Writing on his blog, Daniel Drezner questions whether friendly discord within the G-20 is indeed a constructive thing, as I argue in my recent Deep Dive piece, "Seven New Laws of the G-20 Era." Specifically, Drezner contests that the global public has no patience for such discord, that the issues most commonly discussed in the forum require solutions -- not just discussion -- and that the G-20, a relatively young group, lacks the institutional credibility to withstand perceived friction among its members.
The G-20 is not just a summit meeting of leaders. The G-20 has a very active track, which has been in existence since the Asian financial crisis in the late 1990s, of at least biannual meetings of finance ministers and central bank presidents. In addition, G-20 deputies and G-20 sherpas often meet to advance the agenda for the leaders. More than that, as a result of the activities in the finance ministers/central bank presidents track, there is now a network of senior officials continuously active not only in preparation for G-20 meetings, but also in dealing with crises and unexpected challenges.

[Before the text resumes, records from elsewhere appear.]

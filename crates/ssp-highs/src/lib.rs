//! HiGHS backend for [`ssp_model::Solver`].
//!
//! [`HighsSolver`] copies a [`ssp_model::Model`] into a HiGHS row problem,
//! forwards any primal-start hints, and maps the HiGHS model status onto the
//! solver-agnostic [`ssp_model::SolverStatus`].

pub mod ffi;
pub mod solver;
mod status;

pub use ffi::{HighsModel, HighsModelError, HighsOption, HighsOutcome};
pub use solver::HighsSolver;
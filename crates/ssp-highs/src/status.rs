//! Status conversions for HiGHS integration.

use highs::HighsModelStatus;
use ssp_model::SolverStatus;

pub(crate) fn highs_to_status(status: HighsModelStatus) -> SolverStatus {
    match status {
        HighsModelStatus::Optimal => SolverStatus::Optimal,
        HighsModelStatus::Infeasible => SolverStatus::Infeasible,
        HighsModelStatus::Unbounded => SolverStatus::Unbounded,
        HighsModelStatus::ReachedTimeLimit | HighsModelStatus::ReachedIterationLimit => {
            SolverStatus::Interrupted
        }
        _ => SolverStatus::Unknown,
    }
}

pub(crate) fn highs_has_solution(status: HighsModelStatus) -> bool {
    matches!(
        status,
        HighsModelStatus::Optimal
            | HighsModelStatus::ReachedTimeLimit
            | HighsModelStatus::ReachedIterationLimit
    )
}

What this means is that the new, more inclusive configuration of major economies from every region of the world that constitutes the G-20 is a process -- communicating, consulting, and even, on good days, coordinating among 20 countries, not eight. The G-20, in other words, is not an event.
The question that will determine whether the G-20 becomes a "dead forum walking" is not whether major agreements are reached at every summit, but whether the global financial system is safer and more stable, and whether the global economy is growing more rapidly and sustainably -- as a result of the G-20 process.
The jury is still out on that, but looking at the process rather than G-20 summits alone for the answers is the right place to look.
Compared with the less diverse, more like-minded G-8, the G-20 should be expected to have differing perspectives and conflicting views. Reading the other six of the seven "laws" I proposed, one can get a feel for how this diversity creates a different climate in the G-20 and how these new dynamics could make for a fluid diplomatic context that can benefit the United States and other countries: Ideology, prior alliances, and regional blocs have less salience; pragmatism, flexibility, and substance have greater roles, potentially.